§ Aim of the task
Please reproduce the entries below exactly, starting at the first line and ending with the line that holds "use crate::core::Resource;".

§ Dataset entries
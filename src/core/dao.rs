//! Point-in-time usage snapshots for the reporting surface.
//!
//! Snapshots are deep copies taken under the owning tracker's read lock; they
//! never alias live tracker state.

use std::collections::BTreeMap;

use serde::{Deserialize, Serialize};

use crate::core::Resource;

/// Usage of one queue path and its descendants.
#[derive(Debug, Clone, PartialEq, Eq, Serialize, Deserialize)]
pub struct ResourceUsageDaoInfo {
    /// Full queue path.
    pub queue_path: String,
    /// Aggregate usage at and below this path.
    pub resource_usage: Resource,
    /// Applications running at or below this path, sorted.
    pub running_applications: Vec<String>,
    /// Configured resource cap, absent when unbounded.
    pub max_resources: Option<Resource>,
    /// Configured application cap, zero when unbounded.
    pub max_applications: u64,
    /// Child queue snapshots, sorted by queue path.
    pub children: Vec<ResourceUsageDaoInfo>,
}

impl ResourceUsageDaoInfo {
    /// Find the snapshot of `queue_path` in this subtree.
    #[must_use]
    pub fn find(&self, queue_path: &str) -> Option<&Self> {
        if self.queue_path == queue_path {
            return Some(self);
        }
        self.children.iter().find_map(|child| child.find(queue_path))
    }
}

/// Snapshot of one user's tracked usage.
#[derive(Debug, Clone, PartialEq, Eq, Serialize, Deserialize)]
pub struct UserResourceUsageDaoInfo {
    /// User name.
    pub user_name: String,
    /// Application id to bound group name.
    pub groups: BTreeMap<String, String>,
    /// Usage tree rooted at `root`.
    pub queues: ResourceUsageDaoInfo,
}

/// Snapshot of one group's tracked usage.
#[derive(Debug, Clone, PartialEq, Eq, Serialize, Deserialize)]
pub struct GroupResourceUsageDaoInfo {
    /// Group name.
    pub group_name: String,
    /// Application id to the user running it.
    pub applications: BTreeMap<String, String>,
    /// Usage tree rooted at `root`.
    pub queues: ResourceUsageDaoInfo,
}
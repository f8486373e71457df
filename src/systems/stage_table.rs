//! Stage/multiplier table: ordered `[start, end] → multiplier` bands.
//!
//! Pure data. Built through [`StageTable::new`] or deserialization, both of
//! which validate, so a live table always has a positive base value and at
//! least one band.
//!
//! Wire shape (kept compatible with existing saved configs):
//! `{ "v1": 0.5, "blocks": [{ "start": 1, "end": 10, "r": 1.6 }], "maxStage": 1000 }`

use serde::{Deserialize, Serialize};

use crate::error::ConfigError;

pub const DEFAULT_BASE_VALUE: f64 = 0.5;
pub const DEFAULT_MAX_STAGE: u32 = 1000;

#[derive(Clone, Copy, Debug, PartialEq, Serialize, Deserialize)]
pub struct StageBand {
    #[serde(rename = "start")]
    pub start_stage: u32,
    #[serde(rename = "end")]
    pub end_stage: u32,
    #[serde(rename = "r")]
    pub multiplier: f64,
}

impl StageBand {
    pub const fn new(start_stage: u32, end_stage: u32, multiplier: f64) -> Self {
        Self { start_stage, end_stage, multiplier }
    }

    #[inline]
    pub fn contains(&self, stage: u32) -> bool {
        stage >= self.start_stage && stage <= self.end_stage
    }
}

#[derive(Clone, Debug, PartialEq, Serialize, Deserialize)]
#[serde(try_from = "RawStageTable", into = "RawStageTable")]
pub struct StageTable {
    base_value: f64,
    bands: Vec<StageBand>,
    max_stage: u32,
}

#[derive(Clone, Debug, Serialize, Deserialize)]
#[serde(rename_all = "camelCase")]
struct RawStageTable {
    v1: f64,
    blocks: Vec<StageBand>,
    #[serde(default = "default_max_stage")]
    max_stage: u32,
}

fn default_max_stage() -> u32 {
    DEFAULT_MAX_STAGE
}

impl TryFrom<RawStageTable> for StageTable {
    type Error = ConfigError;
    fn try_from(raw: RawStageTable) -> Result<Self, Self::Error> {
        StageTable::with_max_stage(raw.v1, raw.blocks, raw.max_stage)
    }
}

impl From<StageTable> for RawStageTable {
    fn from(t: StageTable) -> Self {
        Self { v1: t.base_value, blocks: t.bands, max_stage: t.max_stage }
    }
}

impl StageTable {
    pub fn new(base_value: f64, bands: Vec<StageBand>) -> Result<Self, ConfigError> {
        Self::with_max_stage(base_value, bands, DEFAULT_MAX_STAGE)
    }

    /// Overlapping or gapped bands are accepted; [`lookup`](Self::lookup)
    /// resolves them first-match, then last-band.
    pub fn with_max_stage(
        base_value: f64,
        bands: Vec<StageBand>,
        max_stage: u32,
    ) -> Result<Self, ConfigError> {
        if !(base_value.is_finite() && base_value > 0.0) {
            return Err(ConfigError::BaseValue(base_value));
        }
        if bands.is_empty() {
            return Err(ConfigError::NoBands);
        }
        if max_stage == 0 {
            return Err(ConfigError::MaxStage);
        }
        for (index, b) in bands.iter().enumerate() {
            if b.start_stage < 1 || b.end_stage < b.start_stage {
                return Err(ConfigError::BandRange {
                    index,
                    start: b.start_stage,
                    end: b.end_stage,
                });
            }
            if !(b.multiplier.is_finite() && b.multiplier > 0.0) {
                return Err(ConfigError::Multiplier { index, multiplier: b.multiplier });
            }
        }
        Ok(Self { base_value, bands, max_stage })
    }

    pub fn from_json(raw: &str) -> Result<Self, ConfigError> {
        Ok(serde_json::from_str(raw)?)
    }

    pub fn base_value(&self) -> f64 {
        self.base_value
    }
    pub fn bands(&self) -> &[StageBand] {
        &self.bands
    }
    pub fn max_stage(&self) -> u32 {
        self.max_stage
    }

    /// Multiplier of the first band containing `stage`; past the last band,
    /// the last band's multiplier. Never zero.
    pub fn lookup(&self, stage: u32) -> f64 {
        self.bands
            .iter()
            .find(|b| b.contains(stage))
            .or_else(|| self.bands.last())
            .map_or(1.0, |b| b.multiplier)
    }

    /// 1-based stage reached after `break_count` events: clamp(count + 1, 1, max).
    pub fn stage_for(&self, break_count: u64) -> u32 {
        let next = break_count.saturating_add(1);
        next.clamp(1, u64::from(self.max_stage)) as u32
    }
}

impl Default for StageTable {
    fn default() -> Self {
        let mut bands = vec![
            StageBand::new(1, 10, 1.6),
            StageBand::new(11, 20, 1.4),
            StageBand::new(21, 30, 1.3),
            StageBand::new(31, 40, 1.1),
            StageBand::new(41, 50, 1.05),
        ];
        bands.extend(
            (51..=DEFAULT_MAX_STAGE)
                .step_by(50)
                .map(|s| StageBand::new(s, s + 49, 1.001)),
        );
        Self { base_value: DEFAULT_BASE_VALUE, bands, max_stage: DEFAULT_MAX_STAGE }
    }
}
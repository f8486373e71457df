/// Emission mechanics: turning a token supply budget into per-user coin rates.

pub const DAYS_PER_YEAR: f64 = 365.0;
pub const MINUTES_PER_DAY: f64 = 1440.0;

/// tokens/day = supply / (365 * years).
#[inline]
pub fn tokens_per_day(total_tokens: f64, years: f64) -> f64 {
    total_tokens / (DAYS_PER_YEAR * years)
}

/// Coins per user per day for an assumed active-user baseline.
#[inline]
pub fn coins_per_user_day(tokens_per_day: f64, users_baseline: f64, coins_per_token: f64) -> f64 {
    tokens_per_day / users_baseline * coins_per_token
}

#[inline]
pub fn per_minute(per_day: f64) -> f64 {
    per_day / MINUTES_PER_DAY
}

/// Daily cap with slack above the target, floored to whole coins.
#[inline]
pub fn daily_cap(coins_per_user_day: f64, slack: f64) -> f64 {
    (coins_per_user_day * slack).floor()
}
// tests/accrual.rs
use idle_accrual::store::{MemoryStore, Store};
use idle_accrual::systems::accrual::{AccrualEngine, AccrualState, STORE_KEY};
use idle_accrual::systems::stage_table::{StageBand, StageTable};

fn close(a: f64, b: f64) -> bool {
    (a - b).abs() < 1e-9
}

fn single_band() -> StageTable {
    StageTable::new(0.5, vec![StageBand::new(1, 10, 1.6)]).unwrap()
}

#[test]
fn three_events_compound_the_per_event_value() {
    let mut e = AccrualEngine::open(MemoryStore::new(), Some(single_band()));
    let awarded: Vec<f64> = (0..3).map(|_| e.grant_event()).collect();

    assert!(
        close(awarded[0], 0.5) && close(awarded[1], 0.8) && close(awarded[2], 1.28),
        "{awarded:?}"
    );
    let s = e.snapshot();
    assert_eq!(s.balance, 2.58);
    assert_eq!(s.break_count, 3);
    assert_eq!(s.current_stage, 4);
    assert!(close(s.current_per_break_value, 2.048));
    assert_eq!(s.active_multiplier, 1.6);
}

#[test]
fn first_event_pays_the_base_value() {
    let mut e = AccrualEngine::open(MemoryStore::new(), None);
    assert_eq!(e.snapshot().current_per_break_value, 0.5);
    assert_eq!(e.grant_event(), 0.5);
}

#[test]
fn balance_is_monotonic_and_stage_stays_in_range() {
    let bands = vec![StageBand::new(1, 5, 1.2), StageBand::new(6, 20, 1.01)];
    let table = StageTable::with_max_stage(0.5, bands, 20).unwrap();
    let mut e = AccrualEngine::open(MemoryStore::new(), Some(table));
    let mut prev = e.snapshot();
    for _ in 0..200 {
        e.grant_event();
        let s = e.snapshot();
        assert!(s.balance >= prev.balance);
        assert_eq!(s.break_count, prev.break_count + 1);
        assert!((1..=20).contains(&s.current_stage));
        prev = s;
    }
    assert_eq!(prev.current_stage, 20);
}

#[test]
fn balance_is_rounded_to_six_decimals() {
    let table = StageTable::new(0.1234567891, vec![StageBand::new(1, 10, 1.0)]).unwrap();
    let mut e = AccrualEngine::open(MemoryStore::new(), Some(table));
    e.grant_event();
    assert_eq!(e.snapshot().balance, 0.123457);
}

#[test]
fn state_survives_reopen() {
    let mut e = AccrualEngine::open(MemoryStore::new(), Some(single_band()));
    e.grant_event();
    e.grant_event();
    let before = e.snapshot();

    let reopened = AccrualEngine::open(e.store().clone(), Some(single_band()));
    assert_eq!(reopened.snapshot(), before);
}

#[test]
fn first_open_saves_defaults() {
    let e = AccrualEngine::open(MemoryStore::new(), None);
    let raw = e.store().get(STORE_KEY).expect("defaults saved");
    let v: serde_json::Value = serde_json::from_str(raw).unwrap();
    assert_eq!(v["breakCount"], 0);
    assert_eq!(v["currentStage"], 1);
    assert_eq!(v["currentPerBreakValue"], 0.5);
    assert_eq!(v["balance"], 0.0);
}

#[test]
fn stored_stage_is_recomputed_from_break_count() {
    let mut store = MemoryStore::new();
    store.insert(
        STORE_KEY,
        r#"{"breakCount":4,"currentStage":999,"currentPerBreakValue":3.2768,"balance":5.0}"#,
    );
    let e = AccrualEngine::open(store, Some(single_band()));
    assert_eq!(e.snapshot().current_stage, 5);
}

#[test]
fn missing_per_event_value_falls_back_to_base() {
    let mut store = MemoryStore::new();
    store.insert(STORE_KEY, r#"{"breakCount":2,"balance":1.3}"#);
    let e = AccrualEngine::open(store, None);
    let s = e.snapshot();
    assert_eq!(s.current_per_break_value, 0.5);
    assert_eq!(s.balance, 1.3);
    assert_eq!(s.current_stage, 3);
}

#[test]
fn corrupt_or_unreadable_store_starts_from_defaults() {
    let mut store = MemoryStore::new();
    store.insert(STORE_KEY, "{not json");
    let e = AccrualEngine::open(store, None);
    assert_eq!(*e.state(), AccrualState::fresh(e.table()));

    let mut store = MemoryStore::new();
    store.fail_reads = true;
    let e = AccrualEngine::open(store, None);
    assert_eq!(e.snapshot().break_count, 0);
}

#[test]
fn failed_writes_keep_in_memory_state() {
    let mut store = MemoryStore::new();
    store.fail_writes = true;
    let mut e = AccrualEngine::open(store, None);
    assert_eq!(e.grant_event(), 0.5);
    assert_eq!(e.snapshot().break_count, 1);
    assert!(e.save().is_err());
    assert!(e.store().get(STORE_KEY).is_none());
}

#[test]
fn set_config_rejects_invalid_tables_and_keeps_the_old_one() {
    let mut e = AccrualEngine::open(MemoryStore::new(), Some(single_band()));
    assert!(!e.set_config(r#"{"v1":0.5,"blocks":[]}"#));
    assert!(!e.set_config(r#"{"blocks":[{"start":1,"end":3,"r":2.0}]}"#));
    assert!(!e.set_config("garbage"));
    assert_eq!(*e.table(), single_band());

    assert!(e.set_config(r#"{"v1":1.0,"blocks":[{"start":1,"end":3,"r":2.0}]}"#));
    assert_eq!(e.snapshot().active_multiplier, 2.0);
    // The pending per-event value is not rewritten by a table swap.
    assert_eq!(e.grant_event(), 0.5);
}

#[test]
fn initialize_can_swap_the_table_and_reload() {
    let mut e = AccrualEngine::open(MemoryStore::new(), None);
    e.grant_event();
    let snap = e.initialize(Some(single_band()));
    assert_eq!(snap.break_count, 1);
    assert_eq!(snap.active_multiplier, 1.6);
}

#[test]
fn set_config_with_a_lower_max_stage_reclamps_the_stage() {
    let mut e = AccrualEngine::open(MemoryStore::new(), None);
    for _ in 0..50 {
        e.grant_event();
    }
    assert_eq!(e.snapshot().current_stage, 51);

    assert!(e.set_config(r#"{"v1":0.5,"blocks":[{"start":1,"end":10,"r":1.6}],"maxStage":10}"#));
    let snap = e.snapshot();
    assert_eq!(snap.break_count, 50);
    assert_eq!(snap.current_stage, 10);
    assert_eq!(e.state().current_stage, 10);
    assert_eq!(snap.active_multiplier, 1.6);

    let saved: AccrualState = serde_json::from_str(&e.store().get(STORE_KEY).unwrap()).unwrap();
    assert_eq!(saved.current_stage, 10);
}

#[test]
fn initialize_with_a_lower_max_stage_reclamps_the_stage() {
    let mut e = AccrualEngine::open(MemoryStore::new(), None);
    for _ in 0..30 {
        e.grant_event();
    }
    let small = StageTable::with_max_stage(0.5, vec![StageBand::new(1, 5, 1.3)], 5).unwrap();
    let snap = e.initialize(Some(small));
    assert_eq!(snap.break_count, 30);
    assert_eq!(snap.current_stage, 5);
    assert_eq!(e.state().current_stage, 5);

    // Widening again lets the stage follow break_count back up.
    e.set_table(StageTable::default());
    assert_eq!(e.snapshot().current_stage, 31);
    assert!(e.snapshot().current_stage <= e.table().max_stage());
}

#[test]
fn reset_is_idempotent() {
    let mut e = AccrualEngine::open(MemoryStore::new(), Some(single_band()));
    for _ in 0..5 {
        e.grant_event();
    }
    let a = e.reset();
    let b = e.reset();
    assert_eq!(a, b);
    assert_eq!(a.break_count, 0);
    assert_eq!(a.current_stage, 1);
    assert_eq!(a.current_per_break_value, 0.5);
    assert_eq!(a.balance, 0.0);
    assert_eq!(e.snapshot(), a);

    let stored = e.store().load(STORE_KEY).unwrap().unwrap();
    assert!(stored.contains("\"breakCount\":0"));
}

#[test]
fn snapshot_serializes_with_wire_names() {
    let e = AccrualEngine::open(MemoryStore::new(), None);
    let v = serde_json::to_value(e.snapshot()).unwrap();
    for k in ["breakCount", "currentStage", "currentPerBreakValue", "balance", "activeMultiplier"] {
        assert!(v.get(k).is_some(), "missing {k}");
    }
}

§ Answer to this problem
filename src/core/dao.rs
//! Point-in-time usage snapshots for the reporting surface.
//!
//! Snapshots are deep copies taken under the owning tracker's read lock; they
//! never alias live tracker state.

use std::collections::BTreeMap;

use serde::{Deserialize, Serialize};

use crate::core::Resource;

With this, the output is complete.